The specific settings that will maintain the structure of a given protein close to its native structure must generally be optimized for the system of interest. To provide a set of “soft” TIMS settings that can be used as a starting point for researchers optimizing their own tuning, we discuss the retention of the 12.4 kDa protein cytochrome c close to its native structure (Figure 2). To minimize thermal activation during ESI, we employed a drying gas temperature less than 50° C. We minimized collisional activation prior to TIMS analysis by setting the DC voltage bias between the deflector and entrance funnel (Δ3), across the entrance funnel (Δ4), and between the accumulation and mobility separation regions in the analyzer (Δ6) to Δ3= 20 V, Δ4= 10 V, and Δ6=5 V, respectively. We used an RF peak-to-peak amplitude of 300 V in the TIMS analyzer with an accumulation time of 70 msec. We stress, however, that the values for these experimental settings, especially the RF amplitude and accumulation times, are not universally valid and should not be applied to other protein samples without optimizing tuning. Instead, to produce a “soft” spectrum for a specific protein system, the operator is generally required to optimize their setting by following the principles of reducing ion heating described above and elsewhere.22, 23
Figure 2A shows the mass spectrum obtained for cytochrome c. In agreement with a previous report from McLean et al,16 charge states 7+ and 8+ dominate the spectrum. The ion mobility spectrum of charge state 7+ shows a peak centered at ~1550 Å2 with a shoulder at approximately 1510 Å2 (Figure 2B). These values are similar to cross sections of ~1550 Å2 and ~1590 Å2 observed by drift tube IMS16, 17 and calculated for the x-ray crystal structure (~1565 Å2).16 The ion mobility spectrum recorded for charge state 8+ displays a single feature centered at ~1660 Å2, within 6% of the cross section expected for the x-ray structure. Additionally, the experimental cross sections agree well with those obtained on the TIMS-Q-TOF platform when sprayed from native-like conditions with instrument parameters, specifically the Δ6 potential, tuned gently to preserve the solution-like structures.42 We stress that, in contrast to prior reports using a drift tube16 and TIMS43, peaks with cross sections in the range of 1800 Å2 to 2300 Å2 corresponding to unfolded cytochrome c structures are not present in Figure 2B. This finding indicates that TIMS operated with these suggested conditions yielded “as soft” spectra as drift tubes.44 The peaks corresponding to cytochrome c charge states 7+ and 8+ in the ion mobility spectra are much broader (FWHM ~100 Å2) than expected for a single conformation from the instrumental resolving power. As shown in previous reports for small monomeric proteins ubiquitin and cytochrome c using tandem-ion mobility spectrometry,45–47 the broad mobility distributions stem from the presence of multiple kinetically stable conformations that are not resolved at the given instrumental resolving power. These distinct, stable structures potentially originate from proteins’ conformational heterogeneity in the solution phase. Agreement between our data and reference 42 stresses reproducibility for native-like results between multiple researchers on different instruments, and presents a compelling case for future technological development, whereas previously there existed ambiguity for native capabilities in the literature.

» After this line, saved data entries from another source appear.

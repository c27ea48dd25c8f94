//! Terminal management
//!
//! Handles crossterm backend initialization, alternate screen handling,
//! and keyboard polling for the TUI front end.

use crossterm::{
    event::{self, Event, KeyEvent, KeyEventKind},
    execute,
    terminal::{disable_raw_mode, enable_raw_mode, EnterAlternateScreen, LeaveAlternateScreen},
};
use ratatui::{backend::CrosstermBackend, Frame, Terminal};
use std::{
    io::{self, Stdout},
    time::{Duration, Instant},
};

/// Smallest terminal the screens are laid out for
pub const MIN_WIDTH: u16 = 60;
pub const MIN_HEIGHT: u16 = 20;

/// Terminal wrapper that manages the crossterm backend and screen state
pub struct Tui {
    terminal: Terminal<CrosstermBackend<Stdout>>,
    active: bool,
    last_tick: Instant,
    tick_rate: Duration,
}

impl Tui {
    pub fn new(tick_rate: Duration) -> io::Result<Self> {
        let backend = CrosstermBackend::new(io::stdout());
        let terminal = Terminal::new(backend)?;

        Ok(Self {
            terminal,
            active: false,
            last_tick: Instant::now(),
            tick_rate,
        })
    }

    pub fn tick_rate(&self) -> Duration {
        self.tick_rate
    }

    /// Enter raw mode and the alternate screen
    pub fn init(&mut self) -> io::Result<()> {
        enable_raw_mode()?;
        execute!(io::stdout(), EnterAlternateScreen)?;
        self.active = true;
        self.terminal.hide_cursor()?;
        self.terminal.clear()?;
        Ok(())
    }

    /// Restore terminal to original state
    pub fn restore(&mut self) -> io::Result<()> {
        if !self.active {
            return Ok(());
        }
        self.active = false;
        disable_raw_mode()?;
        execute!(io::stdout(), LeaveAlternateScreen)?;
        self.terminal.show_cursor()?;
        Ok(())
    }

    /// Check if the terminal is large enough for the screen layouts
    pub fn is_size_adequate(&self) -> io::Result<bool> {
        let size = self.terminal.size()?;
        Ok(size.width >= MIN_WIDTH && size.height >= MIN_HEIGHT)
    }

    /// Draw the UI using the provided render function
    pub fn draw<F>(&mut self, f: F) -> io::Result<()>
    where
        F: FnOnce(&mut Frame),
    {
        self.terminal.draw(f)?;
        Ok(())
    }

    /// Wait up to one tick for a key press
    ///
    /// Release and repeat events are dropped so each physical press counts once.
    pub fn handle_events(&mut self) -> io::Result<Option<KeyEvent>> {
        let timeout = self
            .tick_rate
            .checked_sub(self.last_tick.elapsed())
            .unwrap_or(Duration::ZERO);

        if event::poll(timeout)? {
            if let Event::Key(key) = event::read()? {
                if key.kind == KeyEventKind::Press {
                    return Ok(Some(key));
                }
            }
        }

        if self.last_tick.elapsed() >= self.tick_rate {
            self.last_tick = Instant::now();
        }

        Ok(None)
    }
}

impl Drop for Tui {
    fn drop(&mut self) {
        // Ensure terminal is restored even if restore() wasn't called
        let _ = self.restore();
    }
}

Transmission and TIMS of Protein Complexes
Protein complexes avidin, streptavidin, and CTB were used to evaluate the spectral and IMS quality/capabilities of the TIMS-Q-TOF MS (Figure 3). Mobility distributions were extracted for the entire m/z envelope of individual charge states. CCS values were calculated using the 1/Ko value from the apex of the mobility distribution.
Avidin, a 64 kDa homotetramer, was prepared in 200 mM ammonium acetate at a final protein concentration of 20 μM. While this concentration is higher than those for other protein complexes, we have included it here to showcase the transmission of non-specific oligomers at a higher mass-to-charge range (both octamer and 12-mer were observed, Figure 3A). TIMS analysis of avidin yielded well-defined and resolved mobility distributions for the tetrameric charge states (Figure 3B). It should be noted that avidin is a heavily glycosylated protein complex, and hence the mass spectrum contains “wider” peaks (broader m/z range because of multiple glycoforms present) when compared to streptavidin and CTB.29, 48 We do caution users to optimize the TIMS duty cycle (TIMS accumulation time as a function of TIMS ramp time) for proteins and complexes from the standard proteomics settings (100% duty cycle with 100–166 ms accumulation times) to approximately 330–50% duty cycle to avoid overfilling the TIMS device with too many charges. For the data shown here, we do not attribute the wide mobility distributions to overfilling the TIMS analyzer (i.e., charge-charge repulsion) but predominately due to the insufficient pseudopotentials required to confine large molecular weight ions in the TIMS analyzer.28,49 Comparing the mobility distributions for 5 μM and 2 μM CTB did not show significant differences for the 11+ pentamer (Figure S1). Additionally, for 2 μM streptavidin, we did not see significant mobility peak broadening for the 11+ tetramer when increasing the duty cycle from 50 to 70 to 100%, encouraging users to also use lower sample amounts when possible (Figure S2).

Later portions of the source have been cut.